▸ Try it: Say how many lines below have "short" in them, giving the number alone.

▸ Stored data:
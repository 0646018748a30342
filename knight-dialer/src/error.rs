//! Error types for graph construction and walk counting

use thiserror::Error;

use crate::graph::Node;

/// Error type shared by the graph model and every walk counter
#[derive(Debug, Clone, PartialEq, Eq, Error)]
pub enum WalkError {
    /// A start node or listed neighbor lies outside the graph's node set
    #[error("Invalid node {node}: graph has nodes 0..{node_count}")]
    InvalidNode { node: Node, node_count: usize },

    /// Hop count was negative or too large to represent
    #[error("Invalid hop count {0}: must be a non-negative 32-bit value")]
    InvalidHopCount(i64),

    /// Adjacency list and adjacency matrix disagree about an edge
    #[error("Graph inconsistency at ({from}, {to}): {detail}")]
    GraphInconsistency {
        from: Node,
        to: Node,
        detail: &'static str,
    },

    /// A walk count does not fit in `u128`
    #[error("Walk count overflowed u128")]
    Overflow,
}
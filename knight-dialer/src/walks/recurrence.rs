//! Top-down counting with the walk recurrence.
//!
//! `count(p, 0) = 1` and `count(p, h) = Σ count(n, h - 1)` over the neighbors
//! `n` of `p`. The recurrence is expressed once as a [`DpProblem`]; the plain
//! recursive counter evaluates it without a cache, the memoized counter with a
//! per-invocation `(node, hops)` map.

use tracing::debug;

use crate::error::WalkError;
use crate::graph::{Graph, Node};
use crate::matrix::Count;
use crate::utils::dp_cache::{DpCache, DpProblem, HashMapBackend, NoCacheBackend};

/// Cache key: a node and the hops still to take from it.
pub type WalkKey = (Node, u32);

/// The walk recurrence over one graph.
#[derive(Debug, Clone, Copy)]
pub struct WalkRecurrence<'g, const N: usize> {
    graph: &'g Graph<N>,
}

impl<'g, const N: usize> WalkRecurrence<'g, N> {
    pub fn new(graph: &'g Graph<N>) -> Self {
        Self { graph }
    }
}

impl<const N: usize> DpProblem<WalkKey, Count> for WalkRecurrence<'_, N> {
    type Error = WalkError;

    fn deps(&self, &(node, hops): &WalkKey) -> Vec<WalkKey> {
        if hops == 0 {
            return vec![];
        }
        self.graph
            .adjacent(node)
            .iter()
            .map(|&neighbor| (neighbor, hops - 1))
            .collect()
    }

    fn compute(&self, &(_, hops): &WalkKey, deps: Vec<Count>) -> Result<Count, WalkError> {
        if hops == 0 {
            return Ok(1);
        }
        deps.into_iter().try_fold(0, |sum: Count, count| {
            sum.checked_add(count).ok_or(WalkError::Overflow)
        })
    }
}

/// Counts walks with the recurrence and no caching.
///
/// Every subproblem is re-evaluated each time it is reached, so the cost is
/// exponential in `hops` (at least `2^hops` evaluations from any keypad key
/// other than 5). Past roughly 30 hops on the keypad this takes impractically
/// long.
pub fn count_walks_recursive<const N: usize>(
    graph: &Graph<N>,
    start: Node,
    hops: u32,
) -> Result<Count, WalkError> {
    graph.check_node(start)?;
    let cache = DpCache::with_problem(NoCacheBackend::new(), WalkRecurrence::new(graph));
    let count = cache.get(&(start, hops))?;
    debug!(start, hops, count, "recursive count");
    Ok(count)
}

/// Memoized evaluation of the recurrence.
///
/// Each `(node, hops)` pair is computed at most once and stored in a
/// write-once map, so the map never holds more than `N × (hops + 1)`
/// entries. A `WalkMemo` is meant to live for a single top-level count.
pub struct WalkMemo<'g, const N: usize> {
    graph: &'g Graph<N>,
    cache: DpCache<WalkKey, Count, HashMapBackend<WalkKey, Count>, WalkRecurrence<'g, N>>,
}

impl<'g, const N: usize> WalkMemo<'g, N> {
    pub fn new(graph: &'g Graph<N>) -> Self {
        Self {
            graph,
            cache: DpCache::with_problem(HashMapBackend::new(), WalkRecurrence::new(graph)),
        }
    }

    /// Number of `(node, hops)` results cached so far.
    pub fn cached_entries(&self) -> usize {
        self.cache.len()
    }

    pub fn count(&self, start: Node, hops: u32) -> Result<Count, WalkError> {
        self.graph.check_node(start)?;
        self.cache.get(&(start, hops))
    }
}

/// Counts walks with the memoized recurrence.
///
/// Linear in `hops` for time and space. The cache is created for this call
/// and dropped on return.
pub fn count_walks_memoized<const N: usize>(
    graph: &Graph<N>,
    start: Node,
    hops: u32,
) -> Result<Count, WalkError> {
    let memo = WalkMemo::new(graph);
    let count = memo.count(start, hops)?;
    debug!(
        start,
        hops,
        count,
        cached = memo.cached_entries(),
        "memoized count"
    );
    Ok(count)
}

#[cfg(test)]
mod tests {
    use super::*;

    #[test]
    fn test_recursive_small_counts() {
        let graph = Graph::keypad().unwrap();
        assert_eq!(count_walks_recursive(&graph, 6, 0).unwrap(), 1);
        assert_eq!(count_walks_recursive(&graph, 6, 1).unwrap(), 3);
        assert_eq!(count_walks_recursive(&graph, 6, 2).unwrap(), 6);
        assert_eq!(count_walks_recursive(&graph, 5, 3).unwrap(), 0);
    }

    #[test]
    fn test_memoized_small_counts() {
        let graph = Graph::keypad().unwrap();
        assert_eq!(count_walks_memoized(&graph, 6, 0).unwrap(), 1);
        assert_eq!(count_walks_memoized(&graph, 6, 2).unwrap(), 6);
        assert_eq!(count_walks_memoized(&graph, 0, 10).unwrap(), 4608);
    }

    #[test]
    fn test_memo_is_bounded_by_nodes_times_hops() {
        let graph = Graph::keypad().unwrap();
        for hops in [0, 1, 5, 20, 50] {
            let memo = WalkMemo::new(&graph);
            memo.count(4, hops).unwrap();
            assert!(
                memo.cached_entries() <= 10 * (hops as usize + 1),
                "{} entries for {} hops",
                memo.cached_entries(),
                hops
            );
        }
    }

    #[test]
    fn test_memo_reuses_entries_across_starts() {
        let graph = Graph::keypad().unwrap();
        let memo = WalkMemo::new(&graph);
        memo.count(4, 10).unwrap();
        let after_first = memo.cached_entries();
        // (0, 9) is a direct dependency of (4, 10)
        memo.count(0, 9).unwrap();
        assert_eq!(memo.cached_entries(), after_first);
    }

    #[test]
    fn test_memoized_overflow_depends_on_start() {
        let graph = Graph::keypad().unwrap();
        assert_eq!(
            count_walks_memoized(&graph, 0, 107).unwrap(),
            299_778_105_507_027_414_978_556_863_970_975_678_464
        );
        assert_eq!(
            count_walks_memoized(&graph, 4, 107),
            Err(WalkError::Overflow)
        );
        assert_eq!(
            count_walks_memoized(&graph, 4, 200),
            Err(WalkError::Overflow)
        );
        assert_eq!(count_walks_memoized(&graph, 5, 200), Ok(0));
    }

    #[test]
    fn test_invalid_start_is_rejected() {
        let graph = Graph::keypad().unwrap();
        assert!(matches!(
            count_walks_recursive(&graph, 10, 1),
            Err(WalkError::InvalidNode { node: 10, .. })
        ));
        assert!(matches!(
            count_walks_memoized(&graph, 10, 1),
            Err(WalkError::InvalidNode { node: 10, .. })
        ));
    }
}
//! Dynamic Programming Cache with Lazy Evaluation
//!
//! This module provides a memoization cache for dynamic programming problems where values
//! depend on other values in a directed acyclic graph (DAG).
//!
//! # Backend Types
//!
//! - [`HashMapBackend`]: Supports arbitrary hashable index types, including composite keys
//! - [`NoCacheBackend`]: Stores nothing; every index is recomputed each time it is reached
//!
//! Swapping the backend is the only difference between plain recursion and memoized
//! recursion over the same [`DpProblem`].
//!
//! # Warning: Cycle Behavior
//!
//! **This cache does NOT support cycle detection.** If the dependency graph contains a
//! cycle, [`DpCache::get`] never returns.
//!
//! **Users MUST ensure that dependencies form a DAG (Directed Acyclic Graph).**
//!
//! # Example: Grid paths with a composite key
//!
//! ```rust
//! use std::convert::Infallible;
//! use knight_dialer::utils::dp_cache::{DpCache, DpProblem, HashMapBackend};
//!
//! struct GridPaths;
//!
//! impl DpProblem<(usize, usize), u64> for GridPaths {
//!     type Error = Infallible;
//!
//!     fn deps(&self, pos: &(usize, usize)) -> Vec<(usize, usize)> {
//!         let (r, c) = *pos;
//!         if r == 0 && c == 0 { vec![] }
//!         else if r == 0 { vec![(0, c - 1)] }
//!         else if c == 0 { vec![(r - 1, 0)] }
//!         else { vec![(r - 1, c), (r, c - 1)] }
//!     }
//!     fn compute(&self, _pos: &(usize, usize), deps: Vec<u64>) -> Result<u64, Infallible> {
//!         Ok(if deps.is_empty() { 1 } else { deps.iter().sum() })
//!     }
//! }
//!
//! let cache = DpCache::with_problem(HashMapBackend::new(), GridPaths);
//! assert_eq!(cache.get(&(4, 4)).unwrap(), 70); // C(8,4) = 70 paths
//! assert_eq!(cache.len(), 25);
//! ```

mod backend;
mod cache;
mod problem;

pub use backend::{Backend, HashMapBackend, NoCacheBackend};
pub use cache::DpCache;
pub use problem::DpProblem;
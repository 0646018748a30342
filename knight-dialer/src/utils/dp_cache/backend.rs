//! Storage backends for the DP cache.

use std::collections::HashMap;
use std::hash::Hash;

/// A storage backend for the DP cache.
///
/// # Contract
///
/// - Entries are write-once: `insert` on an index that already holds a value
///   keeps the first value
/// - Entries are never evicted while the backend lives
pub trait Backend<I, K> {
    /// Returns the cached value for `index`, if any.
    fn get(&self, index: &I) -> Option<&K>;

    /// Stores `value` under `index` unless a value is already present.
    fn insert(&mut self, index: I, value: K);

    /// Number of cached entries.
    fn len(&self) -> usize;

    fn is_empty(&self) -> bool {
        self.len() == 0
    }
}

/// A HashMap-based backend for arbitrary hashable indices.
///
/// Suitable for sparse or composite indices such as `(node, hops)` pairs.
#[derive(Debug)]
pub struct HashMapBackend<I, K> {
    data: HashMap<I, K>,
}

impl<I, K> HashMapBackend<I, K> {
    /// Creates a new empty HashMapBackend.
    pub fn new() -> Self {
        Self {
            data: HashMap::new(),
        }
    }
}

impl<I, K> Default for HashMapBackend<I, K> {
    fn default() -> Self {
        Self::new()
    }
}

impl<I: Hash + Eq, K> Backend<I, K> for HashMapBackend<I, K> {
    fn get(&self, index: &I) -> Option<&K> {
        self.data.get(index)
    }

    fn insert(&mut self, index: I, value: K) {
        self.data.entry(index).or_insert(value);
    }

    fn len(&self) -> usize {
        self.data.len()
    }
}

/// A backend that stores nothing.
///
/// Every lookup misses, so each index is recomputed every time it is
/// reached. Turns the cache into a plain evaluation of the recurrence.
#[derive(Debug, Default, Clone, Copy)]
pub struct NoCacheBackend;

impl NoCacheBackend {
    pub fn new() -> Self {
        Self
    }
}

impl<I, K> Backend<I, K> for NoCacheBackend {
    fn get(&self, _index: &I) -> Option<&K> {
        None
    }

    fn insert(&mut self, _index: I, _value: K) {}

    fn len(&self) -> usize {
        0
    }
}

* * *

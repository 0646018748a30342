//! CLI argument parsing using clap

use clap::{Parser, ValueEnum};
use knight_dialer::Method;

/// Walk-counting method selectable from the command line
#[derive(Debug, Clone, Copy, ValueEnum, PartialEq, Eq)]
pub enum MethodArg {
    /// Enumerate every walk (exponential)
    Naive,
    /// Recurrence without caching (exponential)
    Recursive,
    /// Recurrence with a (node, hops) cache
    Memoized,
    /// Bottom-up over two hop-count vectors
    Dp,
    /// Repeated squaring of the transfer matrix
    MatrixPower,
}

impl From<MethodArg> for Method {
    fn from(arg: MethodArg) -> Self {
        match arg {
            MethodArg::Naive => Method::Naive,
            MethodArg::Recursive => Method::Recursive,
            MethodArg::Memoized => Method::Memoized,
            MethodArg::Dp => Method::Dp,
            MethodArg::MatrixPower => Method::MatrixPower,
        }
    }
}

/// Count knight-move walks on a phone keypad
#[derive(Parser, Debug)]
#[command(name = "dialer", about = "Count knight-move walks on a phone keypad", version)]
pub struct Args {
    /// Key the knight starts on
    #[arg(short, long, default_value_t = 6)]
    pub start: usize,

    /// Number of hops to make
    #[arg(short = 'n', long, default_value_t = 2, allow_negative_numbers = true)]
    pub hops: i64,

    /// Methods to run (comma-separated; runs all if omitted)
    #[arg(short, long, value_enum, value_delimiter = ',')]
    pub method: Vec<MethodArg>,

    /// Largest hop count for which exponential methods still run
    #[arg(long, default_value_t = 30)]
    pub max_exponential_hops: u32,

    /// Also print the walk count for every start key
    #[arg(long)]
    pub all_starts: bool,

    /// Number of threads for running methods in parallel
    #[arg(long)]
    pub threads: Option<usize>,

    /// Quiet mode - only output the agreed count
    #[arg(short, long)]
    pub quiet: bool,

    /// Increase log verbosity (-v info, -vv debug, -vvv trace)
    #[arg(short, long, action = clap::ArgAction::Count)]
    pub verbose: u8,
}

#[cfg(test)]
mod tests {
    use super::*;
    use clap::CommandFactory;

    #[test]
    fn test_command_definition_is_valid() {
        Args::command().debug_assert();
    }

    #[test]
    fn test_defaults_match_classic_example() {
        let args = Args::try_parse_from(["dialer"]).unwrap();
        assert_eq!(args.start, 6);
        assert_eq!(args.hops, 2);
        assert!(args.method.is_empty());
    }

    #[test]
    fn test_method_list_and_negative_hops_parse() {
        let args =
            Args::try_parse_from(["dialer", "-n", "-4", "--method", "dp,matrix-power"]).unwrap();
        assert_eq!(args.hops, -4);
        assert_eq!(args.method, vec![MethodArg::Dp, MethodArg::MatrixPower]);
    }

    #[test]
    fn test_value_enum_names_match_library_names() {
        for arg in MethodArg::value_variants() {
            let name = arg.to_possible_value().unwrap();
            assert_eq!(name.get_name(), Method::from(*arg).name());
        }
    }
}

▸ Response for this exercise: 5